= Beginning of Section =
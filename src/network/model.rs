use std::collections::HashMap;

use tracing::{debug, trace};

use crate::config::constant::{CENTER_STOCK, EDGES, PRODUCT_WEIGHTS};
use crate::domain::types::{Center, Node, Product};
use crate::error::{Error, Result};
use crate::network::tariff;

/// Static delivery network: unit weights, which center stocks what, and the
/// road graph between centers and the destination.
///
/// Built once and only read afterwards; share it behind an `Arc` when more
/// than one caller needs it.
#[derive(Debug, Clone)]
pub struct NetworkModel {
    weights: HashMap<Product, f64>,
    stock: Vec<(Center, Vec<Product>)>,
    edges: HashMap<(Node, Node), f64>,
}

impl Default for NetworkModel {
    fn default() -> Self {
        Self::standard()
    }
}

impl NetworkModel {
    /// The fixed three-center network served by the estimator.
    pub fn standard() -> Self {
        Self {
            weights: PRODUCT_WEIGHTS.into_iter().collect(),
            stock: CENTER_STOCK
                .into_iter()
                .map(|(center, products)| (center, products.to_vec()))
                .collect(),
            edges: EDGES
                .into_iter()
                .map(|(from, to, km)| ((from, to), km))
                .collect(),
        }
    }

    /// Build and validate a custom network.
    ///
    /// A product may be left unstocked (orders for it are dropped), but it
    /// may not be stocked by two centers, and every stocked product needs a
    /// positive finite weight. Distances must be finite and non-negative.
    pub fn new<W, S, E>(weights: W, stock: S, edges: E) -> Result<Self>
    where
        W: IntoIterator<Item = (Product, f64)>,
        S: IntoIterator<Item = (Center, Vec<Product>)>,
        E: IntoIterator<Item = (Node, Node, f64)>,
    {
        let weights: HashMap<Product, f64> = weights.into_iter().collect();
        if let Some((product, weight)) = weights
            .iter()
            .find(|(_, w)| !(w.is_finite() && **w > 0.0))
        {
            return Err(Error::Network(format!(
                "product {product} has invalid unit weight {weight}"
            )));
        }

        let mut owner: HashMap<Product, Center> = HashMap::new();
        let mut ordered: Vec<(Center, Vec<Product>)> = Vec::new();
        for (center, products) in stock_in_center_order(stock) {
            for product in &products {
                if !weights.contains_key(product) {
                    return Err(Error::Network(format!(
                        "product {product} stocked at {center} has no unit weight"
                    )));
                }
                if let Some(previous) = owner.insert(*product, center) {
                    if previous != center {
                        return Err(Error::Network(format!(
                            "product {product} is stocked by both {previous} and {center}"
                        )));
                    }
                }
            }
            ordered.push((center, products));
        }

        let mut graph = HashMap::new();
        for (from, to, km) in edges {
            if from == to {
                return Err(Error::Network(format!("edge {from}-{to} is a self loop")));
            }
            if !(km.is_finite() && km >= 0.0) {
                return Err(Error::Network(format!(
                    "edge {from}-{to} has invalid distance {km}"
                )));
            }
            graph.insert((from, to), km);
        }

        debug!(
            "Network built: {} weighted products, {} centers, {} edges",
            weights.len(),
            ordered.len(),
            graph.len()
        );

        Ok(Self {
            weights,
            stock: ordered,
            edges: graph,
        })
    }

    /// Direct road distance in either direction, or infinity when no edge
    /// connects the two nodes. Never routes through an intermediate node.
    pub fn distance(&self, from: Node, to: Node) -> f64 {
        match self
            .edges
            .get(&(from, to))
            .or_else(|| self.edges.get(&(to, from)))
        {
            Some(km) => *km,
            None => {
                trace!("No direct route {} -> {}", from, to);
                f64::INFINITY
            }
        }
    }

    pub fn cost_rate_per_km(&self, weight: f64) -> f64 {
        tariff::cost_rate_per_km(weight)
    }

    /// The center that stocks `product`, if any.
    pub fn locate(&self, product: Product) -> Option<Center> {
        self.stock
            .iter()
            .find(|(_, products)| products.contains(&product))
            .map(|(center, _)| *center)
    }

    /// Unit weight of `product`; unweighted products count as zero.
    pub fn unit_weight(&self, product: Product) -> f64 {
        self.weights.get(&product).copied().unwrap_or(0.0)
    }

    /// Total weight of `count` units of each listed product.
    pub fn load_weight(&self, loads: &[(Product, u64)]) -> f64 {
        loads
            .iter()
            .map(|(product, count)| *count as f64 * self.unit_weight(*product))
            .sum()
    }
}

// Deduplicate by center, keeping the fixed enumeration order.
fn stock_in_center_order<S>(stock: S) -> Vec<(Center, Vec<Product>)>
where
    S: IntoIterator<Item = (Center, Vec<Product>)>,
{
    let mut by_center: HashMap<Center, Vec<Product>> = HashMap::new();
    for (center, products) in stock {
        let entry = by_center.entry(center).or_default();
        for product in products {
            if !entry.contains(&product) {
                entry.push(product);
            }
        }
    }
    Center::ALL
        .into_iter()
        .filter_map(|center| by_center.remove(&center).map(|p| (center, p)))
        .collect()
}

#[cfg(test)]
mod tests {
    use super::*;
    use proptest::prelude::*;
    use rstest::rstest;

    const C1: Node = Node::Center(Center::C1);
    const C2: Node = Node::Center(Center::C2);
    const C3: Node = Node::Center(Center::C3);
    const L1: Node = Node::Destination;

    #[rstest]
    #[case(C1, C2, 4.0)]
    #[case(C1, L1, 3.0)]
    #[case(C2, L1, 2.5)]
    #[case(C2, C3, 3.0)]
    #[case(C3, L1, 2.0)]
    fn standard_edges(#[case] a: Node, #[case] b: Node, #[case] km: f64) {
        let network = NetworkModel::standard();
        assert_eq!(network.distance(a, b), km);
        assert_eq!(network.distance(b, a), km);
    }

    #[test]
    fn missing_edges_are_infinite() {
        let network = NetworkModel::standard();
        assert_eq!(network.distance(C1, C3), f64::INFINITY);
        assert_eq!(network.distance(C3, C1), f64::INFINITY);
        assert_eq!(network.distance(L1, L1), f64::INFINITY);
    }

    fn any_node() -> impl Strategy<Value = Node> {
        prop_oneof![Just(C1), Just(C2), Just(C3), Just(L1)]
    }

    proptest! {
        #[test]
        fn distance_is_symmetric(a in any_node(), b in any_node()) {
            let network = NetworkModel::standard();
            prop_assert_eq!(network.distance(a, b), network.distance(b, a));
        }
    }

    #[test]
    fn locates_every_product_in_one_center() {
        let network = NetworkModel::standard();
        for product in Product::ALL {
            let expected = Center::ALL[product.index() / 3];
            assert_eq!(network.locate(product), Some(expected));
        }
    }

    #[test]
    fn load_weight_sums_unit_weights() {
        let network = NetworkModel::standard();
        assert_eq!(network.unit_weight(Product::G), 0.5);
        let load = [(Product::A, 2), (Product::B, 1), (Product::C, 1)];
        assert_eq!(network.load_weight(&load), 16.0);
        assert_eq!(network.load_weight(&[]), 0.0);
        assert_eq!(network.load_weight(&[(Product::A, 10_000_000_000_000)]), 3.0e13);
    }

    #[test]
    fn custom_network_may_leave_products_unstocked() {
        let network = NetworkModel::new(
            [(Product::A, 1.0), (Product::B, 2.0)],
            [(Center::C2, vec![Product::A])],
            [(C2, L1, 1.5)],
        )
        .unwrap();
        assert_eq!(network.locate(Product::A), Some(Center::C2));
        assert_eq!(network.locate(Product::B), None);
        assert_eq!(network.distance(L1, C2), 1.5);
    }

    #[test]
    fn rejects_product_in_two_centers() {
        let result = NetworkModel::new(
            [(Product::A, 1.0)],
            [
                (Center::C1, vec![Product::A]),
                (Center::C3, vec![Product::A]),
            ],
            NO_EDGES,
        );
        assert!(matches!(result, Err(Error::Network(_))));
    }

    const NO_WEIGHTS: [(Product, f64); 0] = [];
    const NO_STOCK: [(Center, Vec<Product>); 0] = [];
    const NO_EDGES: [(Node, Node, f64); 0] = [];

    #[rstest]
    #[case(-1.0)]
    #[case(0.0)]
    #[case(f64::NAN)]
    fn rejects_bad_weights(#[case] weight: f64) {
        let result = NetworkModel::new([(Product::A, weight)], NO_STOCK, NO_EDGES);
        assert!(matches!(result, Err(Error::Network(_))));
    }

    #[test]
    fn rejects_bad_edges() {
        assert!(NetworkModel::new(NO_WEIGHTS, NO_STOCK, [(C1, L1, -2.0)]).is_err());
        assert!(NetworkModel::new(NO_WEIGHTS, NO_STOCK, [(C1, L1, f64::INFINITY)]).is_err());
        assert!(NetworkModel::new(NO_WEIGHTS, NO_STOCK, [(C1, C1, 1.0)]).is_err());
        assert!(NetworkModel::new(
            NO_WEIGHTS,
            [(Center::C1, vec![Product::A])],
            [(C1, L1, 1.0)]
        )
        .is_err());
    }
}
use tracing::{debug, span, warn, Level};

use crate::domain::types::{Center, Order, Product, Stop, TripPlan};
use crate::network::NetworkModel;

/// Groups the units of an order by the center that stocks them.
#[derive(Debug, Clone, Copy)]
pub struct TripPlanner<'a> {
    network: &'a NetworkModel,
}

impl<'a> TripPlanner<'a> {
    pub fn new(network: &'a NetworkModel) -> Self {
        Self { network }
    }

    /// Build the pickup plan for `order`.
    ///
    /// Each requested product is counted at its center. Stops
    /// follow `Center::ALL` whatever order the products were listed in.
    /// Products no center stocks are dropped (logged, not an error), as are
    /// zero and negative quantities.
    pub fn build_trip_plan(&self, order: &Order) -> TripPlan {
        let plan_span = span!(Level::DEBUG, "build_trip_plan");
        let _guard = plan_span.enter();

        let mut per_center: [Vec<(Product, u64)>; 3] = Default::default();

        for (product, quantity) in order.iter().filter(|(_, q)| *q > 0) {
            match self.network.locate(product) {
                Some(center) => {
                    per_center[center.index()].push((product, quantity as u64));
                }
                None => warn!(
                    "Product {} is not stocked by any center, dropping {} unit(s)",
                    product, quantity
                ),
            }
        }

        let stops: Vec<Stop> = Center::ALL
            .into_iter()
            .zip(per_center)
            .filter(|(_, loads)| !loads.is_empty())
            .map(|(center, loads)| Stop { center, loads })
            .collect();

        debug!(
            "Trip plan: {:?}",
            stops
                .iter()
                .map(|s| (s.center, s.unit_count()))
                .collect::<Vec<_>>()
        );

        TripPlan { stops }
    }
}

#[cfg(test)]
mod tests {
    use super::*;
    use crate::domain::types::Node;

    #[test]
    fn empty_order_gives_empty_plan() {
        let network = NetworkModel::standard();
        let plan = TripPlanner::new(&network).build_trip_plan(&Order::new());
        assert!(plan.is_empty());
    }

    #[test]
    fn counts_products_and_groups_by_center() {
        let network = NetworkModel::standard();
        let order = Order::new()
            .with(Product::I, 1)
            .with(Product::A, 2)
            .with(Product::D, 1)
            .with(Product::B, 1);
        let plan = TripPlanner::new(&network).build_trip_plan(&order);

        assert_eq!(
            plan.centers().collect::<Vec<_>>(),
            vec![Center::C1, Center::C2, Center::C3]
        );
        let c1 = plan.stop(Center::C1).unwrap();
        assert_eq!(c1.loads, vec![(Product::A, 2), (Product::B, 1)]);
        assert_eq!(
            c1.units().collect::<Vec<_>>(),
            vec![Product::A, Product::A, Product::B]
        );
        assert_eq!(plan.stop(Center::C2).unwrap().loads, vec![(Product::D, 1)]);
        assert_eq!(plan.stop(Center::C3).unwrap().loads, vec![(Product::I, 1)]);
    }

    #[test]
    fn omits_centers_without_units() {
        let network = NetworkModel::standard();
        let order = Order::new().with(Product::H, 3).with(Product::E, 0);
        let plan = TripPlanner::new(&network).build_trip_plan(&order);
        assert_eq!(plan.centers().collect::<Vec<_>>(), vec![Center::C3]);
        assert_eq!(plan.stops[0].unit_count(), 3);
    }

    #[test]
    fn huge_quantities_are_counted_not_expanded() {
        let network = NetworkModel::standard();
        let order = Order::new().with(Product::A, 10_000_000_000_000);
        let plan = TripPlanner::new(&network).build_trip_plan(&order);
        assert_eq!(plan.stops[0].loads, vec![(Product::A, 10_000_000_000_000)]);
        assert_eq!(plan.stops[0].unit_count(), 10_000_000_000_000);
    }

    #[test]
    fn negative_quantities_are_not_planned() {
        let network = NetworkModel::standard();
        let order = Order::new().with(Product::A, -4).with(Product::G, 1);
        let plan = TripPlanner::new(&network).build_trip_plan(&order);
        assert_eq!(plan.centers().collect::<Vec<_>>(), vec![Center::C3]);
    }

    #[test]
    fn unstocked_products_are_dropped() {
        let network = NetworkModel::new(
            [(Product::A, 3.0), (Product::G, 0.5)],
            [(Center::C3, vec![Product::G])],
            [(Node::Center(Center::C3), Node::Destination, 2.0)],
        )
        .unwrap();
        let order = Order::new().with(Product::A, 5).with(Product::G, 1);
        let plan = TripPlanner::new(&network).build_trip_plan(&order);
        assert_eq!(plan.stops.len(), 1);
        assert_eq!(plan.stops[0].loads, vec![(Product::G, 1)]);
    }
}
= End of Section =
PROBLEM DESCRIPTION
Copy out each line from the listing that contains the string "tariff".

YOUR RESPONSE
use crate::network::tariff;
        tariff::cost_rate_per_km(weight)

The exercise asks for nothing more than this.